- TASK TO COMPLETE -
Write out, please, the lines from the beginning of the material to the line with "and print the", including both ends and nothing else.

- DATA FOR ANALYSIS -
· · · · · · ·

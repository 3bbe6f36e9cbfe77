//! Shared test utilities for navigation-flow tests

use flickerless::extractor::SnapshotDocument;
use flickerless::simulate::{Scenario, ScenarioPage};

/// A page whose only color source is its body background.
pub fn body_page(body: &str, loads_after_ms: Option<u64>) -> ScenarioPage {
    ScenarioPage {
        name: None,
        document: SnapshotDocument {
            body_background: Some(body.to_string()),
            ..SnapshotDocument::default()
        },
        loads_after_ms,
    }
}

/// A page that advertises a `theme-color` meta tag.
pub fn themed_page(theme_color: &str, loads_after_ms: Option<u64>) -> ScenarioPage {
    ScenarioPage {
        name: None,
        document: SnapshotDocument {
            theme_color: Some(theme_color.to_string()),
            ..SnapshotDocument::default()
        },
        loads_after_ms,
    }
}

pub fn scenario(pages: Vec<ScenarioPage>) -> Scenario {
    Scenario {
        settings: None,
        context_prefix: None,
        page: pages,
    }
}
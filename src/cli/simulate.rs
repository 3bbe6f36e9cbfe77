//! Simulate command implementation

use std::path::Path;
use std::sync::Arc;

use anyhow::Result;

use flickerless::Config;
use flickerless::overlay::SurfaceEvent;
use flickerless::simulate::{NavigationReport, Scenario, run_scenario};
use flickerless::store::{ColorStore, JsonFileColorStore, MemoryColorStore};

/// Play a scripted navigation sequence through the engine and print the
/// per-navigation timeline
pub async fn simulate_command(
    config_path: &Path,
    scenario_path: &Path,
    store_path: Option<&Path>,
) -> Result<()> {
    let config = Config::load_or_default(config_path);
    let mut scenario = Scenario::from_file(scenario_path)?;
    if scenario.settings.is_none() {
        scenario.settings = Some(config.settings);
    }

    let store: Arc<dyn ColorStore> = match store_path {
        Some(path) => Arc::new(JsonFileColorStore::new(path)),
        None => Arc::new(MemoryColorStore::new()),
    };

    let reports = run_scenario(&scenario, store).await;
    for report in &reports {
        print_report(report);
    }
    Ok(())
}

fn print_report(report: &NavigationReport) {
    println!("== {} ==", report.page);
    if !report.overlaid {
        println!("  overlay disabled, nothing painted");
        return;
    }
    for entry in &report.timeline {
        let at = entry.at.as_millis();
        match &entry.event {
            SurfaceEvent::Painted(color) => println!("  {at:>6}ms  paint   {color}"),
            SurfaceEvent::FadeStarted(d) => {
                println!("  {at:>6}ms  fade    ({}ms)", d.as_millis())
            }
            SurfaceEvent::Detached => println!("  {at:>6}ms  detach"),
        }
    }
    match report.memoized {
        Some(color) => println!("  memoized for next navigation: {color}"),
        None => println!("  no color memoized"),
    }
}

· · · · · · ·

- RESULT BELOW -
repository 3bbe6f36e9cbfe77
//! Shared test utilities for navigation-flow tests

use flickerless::extractor::SnapshotDocument;
use flickerless::simulate::{Scenario, ScenarioPage};

/// A page whose only color source is its body background.
pub fn body_page(body: &str, loads_after_ms: Option<u64>) -> ScenarioPage {
    ScenarioPage {
        name: None,
        document: SnapshotDocument {
            body_background: Some(body.to_string()),
            ..SnapshotDocument::default()
        },
        loads_after_ms,
    }
}

/// A page that advertises a `theme-color` meta tag.
pub fn themed_page(theme_color: &str, loads_after_ms: Option<u64>) -> ScenarioPage {
    ScenarioPage {
        name: None,
        document: SnapshotDocument {
            theme_color: Some(theme_color.to_string()),
            ..SnapshotDocument::default()
        },
        loads_after_ms,
    }
}

pub fn scenario(pages: Vec<ScenarioPage>) -> Scenario {
    Scenario {
        settings: None,
        context_prefix: None,
        page: pages,
    }
}
filename src/cli/simulate.rs
repository 3bbe6f36e9cbfe77
//! Simulate command implementation

use std::path::Path;
use std::sync::Arc;

use anyhow::Result;

use flickerless::Config;
use flickerless::overlay::SurfaceEvent;
use flickerless::simulate::{NavigationReport, Scenario, run_scenario};
use flickerless::store::{ColorStore, JsonFileColorStore, MemoryColorStore};

/// Play a scripted navigation sequence through the engine and print the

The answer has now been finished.